Вернон отрицательно закачал головой, отводя взгляд в сторону.
– Я не могу, у меня скоро будет ребенок, и я не могу раздавать запасы!
В этот момент в сарае хрюкнула свинья, Редклифф перевел взгляд на нее.
– Знаешь, Вернон, ты ничуть не лучше этого грязного животного, – Вернон начал гневно кивать головой, будто соглашаясь с его словами, но желая побыстрее их выслушать и прекратить этот разговор, – ты еще пожалеешь об этом!
– Непременно, Редклифф, а теперь уходи. – Спокойно ответил он, глядя ему в глаза.
Редклифф покинул двор с таким выражением лица, в котором читалось обещание расправы.
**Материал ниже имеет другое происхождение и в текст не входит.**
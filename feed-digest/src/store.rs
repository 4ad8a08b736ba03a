use crate::traits::{Clock, ItemStore};
use crate::types::{
    DigestError, Enrichment, Item, ItemId, ItemWithEnrichment, NewItem, Result, Source, SubScores,
    Window,
};
use crate::utils::time::{from_db, to_db};
use async_trait::async_trait;
use chrono::{DateTime, Utc};
use sqlx::sqlite::{SqliteConnectOptions, SqliteJournalMode, SqlitePool, SqlitePoolOptions, SqliteRow};
use sqlx::{QueryBuilder, Row, Sqlite};
use std::path::Path;
use std::str::FromStr;
use std::sync::Arc;
use std::time::Duration;
use tracing::{debug, info};

const ITEM_COLUMNS: &str =
    "i.id, i.source, i.title, i.url, i.summary, i.published_at, i.harvested_at";

const ENRICHMENT_COLUMNS: &str = "e.relevance, e.quality, e.timeliness, e.category, e.keywords, \
     e.synopsis, e.translated_title, e.rationale, e.enriched_at, e.delivered_at";

const RANK_ORDER: &str = "ORDER BY e.total_score DESC, i.published_at DESC, i.id ASC";

/// SQLite-backed [`ItemStore`]. One pooled connection, so writers are
/// serialized by the pool.
#[derive(Clone)]
pub struct SqliteStore {
    pool: SqlitePool,
    clock: Arc<dyn Clock>,
}

impl SqliteStore {
    pub async fn connect(path: impl AsRef<Path>, clock: Arc<dyn Clock>) -> Result<Self> {
        let path = path.as_ref();
        if let Some(parent) = path.parent() {
            if !parent.as_os_str().is_empty() {
                std::fs::create_dir_all(parent)?;
            }
        }

        let options = SqliteConnectOptions::new()
            .filename(path)
            .create_if_missing(true)
            .journal_mode(SqliteJournalMode::Wal)
            .foreign_keys(true);

        let pool = SqlitePoolOptions::new()
            .max_connections(1)
            .connect_with(options)
            .await?;

        info!("Opened database at {}", path.display());
        Self::with_pool(pool, clock).await
    }

    /// Private in-memory database, mostly for tests.
    pub async fn in_memory(clock: Arc<dyn Clock>) -> Result<Self> {
        let options = SqliteConnectOptions::from_str("sqlite::memory:")?.foreign_keys(true);
        let pool = SqlitePoolOptions::new()
            .max_connections(1)
            .idle_timeout(None::<Duration>)
            .max_lifetime(None::<Duration>)
            .connect_with(options)
            .await?;
        Self::with_pool(pool, clock).await
    }

    async fn with_pool(pool: SqlitePool, clock: Arc<dyn Clock>) -> Result<Self> {
        sqlx::migrate!("./migrations").run(&pool).await?;
        Ok(Self { pool, clock })
    }

    pub fn pool(&self) -> &SqlitePool {
        &self.pool
    }

    fn cutoff(&self, window: Window) -> String {
        to_db(window.cutoff(self.clock.now()))
    }

    async fn fetch_joined(
        &self,
        filter: &str,
        window: Window,
        limit: Option<usize>,
    ) -> Result<Vec<ItemWithEnrichment>> {
        let mut qb = QueryBuilder::<Sqlite>::new(format!(
            "SELECT {ITEM_COLUMNS}, {ENRICHMENT_COLUMNS} \
             FROM items i JOIN enrichments e ON e.item_id = i.id \
             WHERE i.published_at IS NOT NULL AND i.published_at >= "
        ));
        qb.push_bind(self.cutoff(window));
        qb.push(" ");
        qb.push(filter);
        qb.push(" ");
        qb.push(RANK_ORDER);
        if let Some(limit) = limit {
            qb.push(" LIMIT ");
            qb.push_bind(i64::try_from(limit).unwrap_or(i64::MAX));
        }

        let rows = qb.build().fetch_all(&self.pool).await?;
        rows.iter().map(joined_from_row).collect()
    }
}

#[async_trait]
impl ItemStore for SqliteStore {
    async fn upsert_sources(&self, sources: &[Source]) -> Result<()> {
        let mut tx = self.pool.begin().await?;
        for source in sources {
            sqlx::query(
                r#"
                INSERT INTO sources (domain, score, author, rank)
                VALUES (?, ?, ?, ?)
                ON CONFLICT(domain) DO UPDATE SET
                    score = excluded.score,
                    author = excluded.author,
                    rank = excluded.rank
                "#,
            )
            .bind(&source.domain)
            .bind(source.score)
            .bind(&source.author)
            .bind(i64::from(source.rank))
            .execute(&mut *tx)
            .await?;
        }
        tx.commit().await?;

        info!("Saved {} sources", sources.len());
        Ok(())
    }

    async fn list_sources(&self) -> Result<Vec<Source>> {
        let rows = sqlx::query("SELECT domain, score, author, rank FROM sources ORDER BY rank, domain")
            .fetch_all(&self.pool)
            .await?;

        rows.iter()
            .map(|row| -> Result<Source> {
                let domain: String = row.try_get("domain")?;
                let rank: i64 = row.try_get("rank")?;
                let rank = u32::try_from(rank)
                    .map_err(|_| DigestError::General(format!("invalid rank for {domain}: {rank}")))?;
                Ok(Source {
                    score: row.try_get("score")?,
                    author: row.try_get("author")?,
                    domain,
                    rank,
                })
            })
            .collect()
    }

    async fn insert_item_if_absent(&self, item: &NewItem) -> Result<bool> {
        let result = sqlx::query(
            r#"
            INSERT INTO items (source, title, url, summary, published_at, harvested_at)
            VALUES (?, ?, ?, ?, ?, ?)
            ON CONFLICT(url) DO NOTHING
            "#,
        )
        .bind(&item.source)
        .bind(&item.title)
        .bind(&item.url)
        .bind(&item.summary)
        .bind(item.published_at.map(to_db))
        .bind(to_db(item.harvested_at))
        .execute(&self.pool)
        .await?;

        let inserted = result.rows_affected() == 1;
        if inserted {
            debug!(url = %item.url, "new item");
        }
        Ok(inserted)
    }

    async fn items_in_window(&self, window: Window) -> Result<Vec<Item>> {
        let rows = sqlx::query(&format!(
            "SELECT {ITEM_COLUMNS} FROM items i \
             WHERE i.published_at IS NOT NULL AND i.published_at >= ? \
             ORDER BY i.published_at DESC, i.id ASC"
        ))
        .bind(self.cutoff(window))
        .fetch_all(&self.pool)
        .await?;

        rows.iter().map(item_from_row).collect()
    }

    async fn unenriched_items(&self, window: Window) -> Result<Vec<Item>> {
        let rows = sqlx::query(&format!(
            "SELECT {ITEM_COLUMNS} FROM items i \
             LEFT JOIN enrichments e ON e.item_id = i.id \
             WHERE e.id IS NULL AND i.published_at IS NOT NULL AND i.published_at >= ? \
             ORDER BY i.published_at DESC, i.id ASC"
        ))
        .bind(self.cutoff(window))
        .fetch_all(&self.pool)
        .await?;

        rows.iter().map(item_from_row).collect()
    }

    async fn unsummarized_items(&self, window: Window) -> Result<Vec<ItemWithEnrichment>> {
        self.fetch_joined("AND e.synopsis = ''", window, None).await
    }

    async fn ranked_enriched(
        &self,
        window: Window,
        limit: Option<usize>,
    ) -> Result<Vec<ItemWithEnrichment>> {
        self.fetch_joined("", window, limit).await
    }

    async fn undelivered_ranked(
        &self,
        window: Window,
        limit: usize,
    ) -> Result<Vec<ItemWithEnrichment>> {
        self.fetch_joined("AND e.delivered_at IS NULL", window, Some(limit))
            .await
    }

    async fn upsert_enrichment(&self, enrichment: &Enrichment) -> Result<()> {
        let keywords = serde_json::to_string(&enrichment.keywords)?;
        sqlx::query(
            r#"
            INSERT INTO enrichments (
                item_id, relevance, quality, timeliness, total_score, category, keywords,
                synopsis, translated_title, rationale, enriched_at
            )
            VALUES (?, ?, ?, ?, ?, ?, ?, ?, ?, ?, ?)
            ON CONFLICT(item_id) DO UPDATE SET
                relevance = excluded.relevance,
                quality = excluded.quality,
                timeliness = excluded.timeliness,
                total_score = excluded.total_score,
                category = excluded.category,
                keywords = excluded.keywords,
                synopsis = excluded.synopsis,
                translated_title = excluded.translated_title,
                rationale = excluded.rationale,
                enriched_at = excluded.enriched_at
            "#,
        )
        .bind(enrichment.item_id)
        .bind(i64::from(enrichment.scores.relevance))
        .bind(i64::from(enrichment.scores.quality))
        .bind(i64::from(enrichment.scores.timeliness))
        .bind(i64::from(enrichment.total_score()))
        .bind(&enrichment.category)
        .bind(keywords)
        .bind(&enrichment.synopsis)
        .bind(&enrichment.translated_title)
        .bind(&enrichment.rationale)
        .bind(to_db(enrichment.enriched_at))
        .execute(&self.pool)
        .await?;

        Ok(())
    }

    async fn mark_delivered(&self, ids: &[ItemId]) -> Result<()> {
        if ids.is_empty() {
            return Ok(());
        }

        let mut qb = QueryBuilder::<Sqlite>::new("UPDATE enrichments SET delivered_at = ");
        qb.push_bind(to_db(self.clock.now()));
        qb.push(" WHERE delivered_at IS NULL AND item_id IN (");
        let mut ids_list = qb.separated(", ");
        for id in ids {
            ids_list.push_bind(*id);
        }
        ids_list.push_unseparated(")");

        let result = qb.build().execute(&self.pool).await?;
        info!("Marked {} items as delivered", result.rows_affected());
        Ok(())
    }

    async fn item_with_enrichment(&self, id: ItemId) -> Result<Option<ItemWithEnrichment>> {
        let row = sqlx::query(&format!(
            "SELECT {ITEM_COLUMNS}, {ENRICHMENT_COLUMNS} \
             FROM items i JOIN enrichments e ON e.item_id = i.id \
             WHERE i.id = ?"
        ))
        .bind(id)
        .fetch_optional(&self.pool)
        .await?;

        row.as_ref().map(joined_from_row).transpose()
    }

    async fn latest_items(&self, limit: usize) -> Result<Vec<Item>> {
        let rows = sqlx::query(&format!(
            "SELECT {ITEM_COLUMNS} FROM items i \
             ORDER BY i.harvested_at DESC, i.id DESC LIMIT ?"
        ))
        .bind(i64::try_from(limit).unwrap_or(i64::MAX))
        .fetch_all(&self.pool)
        .await?;

        rows.iter().map(item_from_row).collect()
    }
}

fn timestamp(row: &SqliteRow, column: &str) -> Result<DateTime<Utc>> {
    let raw: String = row.try_get(column)?;
    from_db(&raw).ok_or_else(|| DigestError::General(format!("invalid timestamp in {column}: {raw}")))
}

fn optional_timestamp(row: &SqliteRow, column: &str) -> Result<Option<DateTime<Utc>>> {
    let raw: Option<String> = row.try_get(column)?;
    raw.map(|raw| {
        from_db(&raw).ok_or_else(|| DigestError::General(format!("invalid timestamp in {column}: {raw}")))
    })
    .transpose()
}

fn score(row: &SqliteRow, column: &str) -> Result<u8> {
    let value: i64 = row.try_get(column)?;
    u8::try_from(value).map_err(|_| DigestError::General(format!("invalid score in {column}: {value}")))
}

fn item_from_row(row: &SqliteRow) -> Result<Item> {
    Ok(Item {
        id: row.try_get("id")?,
        source: row.try_get("source")?,
        title: row.try_get("title")?,
        url: row.try_get("url")?,
        summary: row.try_get("summary")?,
        published_at: optional_timestamp(row, "published_at")?,
        harvested_at: timestamp(row, "harvested_at")?,
    })
}

fn joined_from_row(row: &SqliteRow) -> Result<ItemWithEnrichment> {
    let item = item_from_row(row)?;
    let keywords: String = row.try_get("keywords")?;

    let enrichment = Enrichment {
        item_id: item.id,
        scores: SubScores {
            relevance: score(row, "relevance")?,
            quality: score(row, "quality")?,
            timeliness: score(row, "timeliness")?,
        },
        category: row.try_get("category")?,
        keywords: serde_json::from_str(&keywords)
            .map_err(|e| DigestError::General(format!("invalid keywords for item {}: {e}", item.id)))?,
        synopsis: row.try_get("synopsis")?,
        translated_title: row.try_get("translated_title")?,
        rationale: row.try_get("rationale")?,
        enriched_at: timestamp(row, "enriched_at")?,
        delivered_at: optional_timestamp(row, "delivered_at")?,
    };

    Ok(ItemWithEnrichment { item, enrichment })
}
Люди двигались по улицам напряженно, будто накрытые аурой несчастья. Редклифф всегда был озадачен какими-то размышлениями, его не интересовало то, о чем шепчутся жители. Если б хоть кто-то начал с ним разговор о том доме, то он с видом удивленного тупицы спросил бы: «Какая еще ведьма? Какой дом?». Он отхлебнул вино из бурдюка, вечно болтающегося на его поясе, и продолжил шлепать по грязи. Вся его наружность соответствовала пейзажу. Кожа на его лице была похожа на шкурку помидора, засиженного мухами. Неряшливый оборванец с запахом вина и пожелтевшим остатком зубов не вызывал доверия у поселенцев. Один лишь Вернон однажды оказал ему помощь с припасами на зиму. Остальные сторонились его, окидывая взглядом, полным презрения. Длинные жирные космы болтались из-под дырявой шляпы и падали на плечи рубахи непонятного цвета. Самым чистым элементом его внешности был бурдюк на поясе, из которого пил вино еще его прапрадед. Его дом стоял на окраине поселения. Земля, как он характеризовал ее, была действительно не плодородной, но это не касалось винограда. Он устроил целую винокурню в своем сарае и делал чертовски крепкое вино. Снимая пробу с каждой новой партии, он морщился подобно сидящему в первых рядах ценителю инструментальной музыки, страдающему от гиперакузии. Всякий раз после этого он с озлобленным удивлением произносил вслух: «Ну и какого черта у этого доходяги Уильяма дела идут куда лучше, чем у меня?». Скот в этом сарае не приживался. Целый выводок цыплят постепенно вымер от этиловой вони, индюков загрызли собаки с голоду, а бедная корова сама померла голодной смертью. В живых оставалась только лошадь, да и та всем видом давала понять, что уже двумя копытами в могиле.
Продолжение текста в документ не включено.